- Relator(a)
- Ministro Reynaldo Soares da Fonseca
- Órgão julgador
- Quinta Turma
- Data do julgamento
- 06/10/2015
- Data de publicação
- 13/10/2015
STJ – Acórdão, Rel. Ministro Reynaldo Soares da Fonseca, Quinta Turma, j. 06/10/2015, p. 13/10/2015
RECURSO ORDINÁRIO EM HABEAS CORPUS. TRÁFICO DE DROGAS. PRISÃO PREVENTIVA. FUNDAMENTAÇÃO CONCRETA. AUSÊNCIA DE ILEGAL. RECURSO DESPROVIDO. 1. Para a decretação da prisão preventiva é indispensável a demonstração da existência da prova da materialidade do crime e a presença de indícios suficientes da autoria, bem como a ocorrência de um ou mais pressupostos do artigo 312 do Código de Processo Penal.
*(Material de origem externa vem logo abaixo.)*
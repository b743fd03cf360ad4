// Dependent credential derivation

use std::sync::Arc;

use super::types::DerivedCredentials;
use crate::error::{AuthError, Result};
use crate::http_client::ProviderApi;

/// Turns an access token into the entitlement token and user id
pub struct CredentialDeriver {
    api: Arc<dyn ProviderApi>,
}

impl CredentialDeriver {
    pub fn new(api: Arc<dyn ProviderApi>) -> Self {
        Self { api }
    }

    /// Both lookups run in order against the same token; either failing fails the whole derivation
    pub async fn derive(&self, access_token: &str) -> Result<DerivedCredentials> {
        let entitlement_token = self
            .api
            .fetch_entitlement(access_token)
            .await
            .map_err(|e| AuthError::DerivationFailed(format!("entitlement lookup: {:#}", e)))?;

        let user_id = self
            .api
            .fetch_user_id(access_token)
            .await
            .map_err(|e| AuthError::DerivationFailed(format!("user info lookup: {:#}", e)))?;

        tracing::debug!("Derived entitlement token and user id");

        Ok(DerivedCredentials {
            entitlement_token,
            user_id,
        })
    }
}

#[cfg(test)]
mod tests {
    use super::*;
    use crate::auth::testing::FakeApi;
    use std::sync::atomic::Ordering;

    #[tokio::test]
    async fn test_derive_success() {
        let api = Arc::new(FakeApi::new());
        let derived = CredentialDeriver::new(api.clone()).derive("tok1").await.unwrap();

        assert_eq!(derived.entitlement_token, "ent1");
        assert_eq!(derived.user_id, "u1");
        assert_eq!(api.entitlement_calls.load(Ordering::SeqCst), 1);
        assert_eq!(api.userinfo_calls.load(Ordering::SeqCst), 1);
    }

    #[tokio::test]
    async fn test_entitlement_failure_skips_identity_lookup() {
        let api = Arc::new(FakeApi::new());
        api.set_entitlement(Err("403 Forbidden"));

        let err = CredentialDeriver::new(api.clone()).derive("tok1").await.unwrap_err();
        assert!(matches!(err, AuthError::DerivationFailed(ref m) if m.contains("403")));
        assert_eq!(api.userinfo_calls.load(Ordering::SeqCst), 0);
    }

    #[tokio::test]
    async fn test_identity_failure_fails_derivation() {
        let api = Arc::new(FakeApi::new());
        api.set_user_id(Err("timeout"));

        let err = CredentialDeriver::new(api).derive("tok1").await.unwrap_err();
        assert!(matches!(err, AuthError::DerivationFailed(_)));
    }
}
use anyhow::Result;
use chrono::{DateTime, Utc};
use std::sync::Arc;

use auth_session::auth::{credentials, AuthContext, AuthManager};
use auth_session::config::{Command, Config};
use auth_session::http_client::ProviderHttpClient;
use auth_session::login::TerminalLogin;
use auth_session::store::SqliteStore;

#[tokio::main]
async fn main() -> Result<()> {
    let config = Config::load()?;

    // Initialize logging with a configured level
    let log_level = config.log_level.to_lowercase();
    let env_filter = tracing_subscriber::EnvFilter::try_from_default_env()
        .unwrap_or_else(|_| tracing_subscriber::EnvFilter::new(&log_level));

    tracing_subscriber::fmt()
        .with_env_filter(env_filter)
        .with_target(false)
        .with_thread_ids(false)
        .with_file(true)
        .with_line_number(true)
        .init();

    tracing::debug!("Credential database: {}", config.db_file.display());

    let store = Arc::new(SqliteStore::open(&config.db_file)?);
    let ctx = AuthContext::new(store.clone());

    match config.command {
        Command::Status => {
            match credentials::load_record(store.as_ref()).await? {
                Some(record) if record.credentials.expires_at > Utc::now().timestamp_millis() => {
                    println!("Session valid until {}", format_millis(record.credentials.expires_at));
                    println!("Stored cookies: {}", record.jar.len());
                }
                Some(record) => {
                    println!("Session expired; it will be renewed on next login");
                    println!("Stored cookies: {}", record.jar.len());
                }
                None => println!("No stored session"),
            }
        }
        Command::Login => {
            let api = Arc::new(ProviderHttpClient::new(config.provider.clone())?);
            let manager = AuthManager::new(api, Arc::new(TerminalLogin), config.provider.clone());

            match manager.acquire(&ctx).await {
                Ok(creds) => {
                    println!("✅ Authenticated as {}", creds.user_id);
                    println!("   access token: {}...", mask(&creds.access_token));
                    println!("   entitlement:  {}...", mask(&creds.entitlement_token));
                    println!(
                        "   valid until:  {}",
                        format_millis(manager.status().expires_at)
                    );
                }
                Err(e) => {
                    tracing::error!("❌ {}", e);
                    anyhow::bail!(e);
                }
            }
        }
        Command::Logout => {
            let api = Arc::new(ProviderHttpClient::new(config.provider.clone())?);
            let manager = AuthManager::new(api, Arc::new(TerminalLogin), config.provider.clone());
            manager.clear_account(Some(&ctx)).await;
            println!("Signed out");
        }
    }

    Ok(())
}

fn mask(token: &str) -> &str {
    let end = token
        .char_indices()
        .nth(20)
        .map(|(i, _)| i)
        .unwrap_or(token.len());
    &token[..end]
}

fn format_millis(ms: i64) -> String {
    DateTime::<Utc>::from_timestamp_millis(ms)
        .map(|dt| dt.to_rfc3339())
        .unwrap_or_else(|| ms.to_string())
}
Exige-se, ainda, na linha perfilhada pela jurisprudência dominante deste Superior Tribunal de Justiça e do Supremo Tribunal Federal, que a decisão esteja pautada em lastro probatório que se ajuste às hipóteses excepcionais da norma em abstrato e revelem a imprescindibilidade da medida, vedadas considerações genéricas e vazias sobre a gravidade do crime. Precedentes do STF e STJ. 2. No caso, a prisão cautelar foi mantida pelo Tribunal estadual em razão da periculosidade do paciente, evidenciada com base nas circunstâncias concretas do flagrante, notadamente a quantidade e variedade de drogas apreendidas - 47 (quarenta e sete) pedras de crack e 15 (quinze) pinos de cocaína com o recorrente e 2 (dois) pinos de cocaína, 1 (uma) pedra de crack e a quantia de R$264,00 (duzentos e sessenta e quatro reais) em dinheiro na sua residência -, estando justificada a medida constritiva da liberdade para a garantia da ordem pública. Precedentes. 3. Recurso ordinário improvido. (RHC n. 61.710/MG, relator Ministro Reynaldo Soares da Fonseca, Quinta Turma, julgado em 6/10/2015, DJe de 13/10/2015.)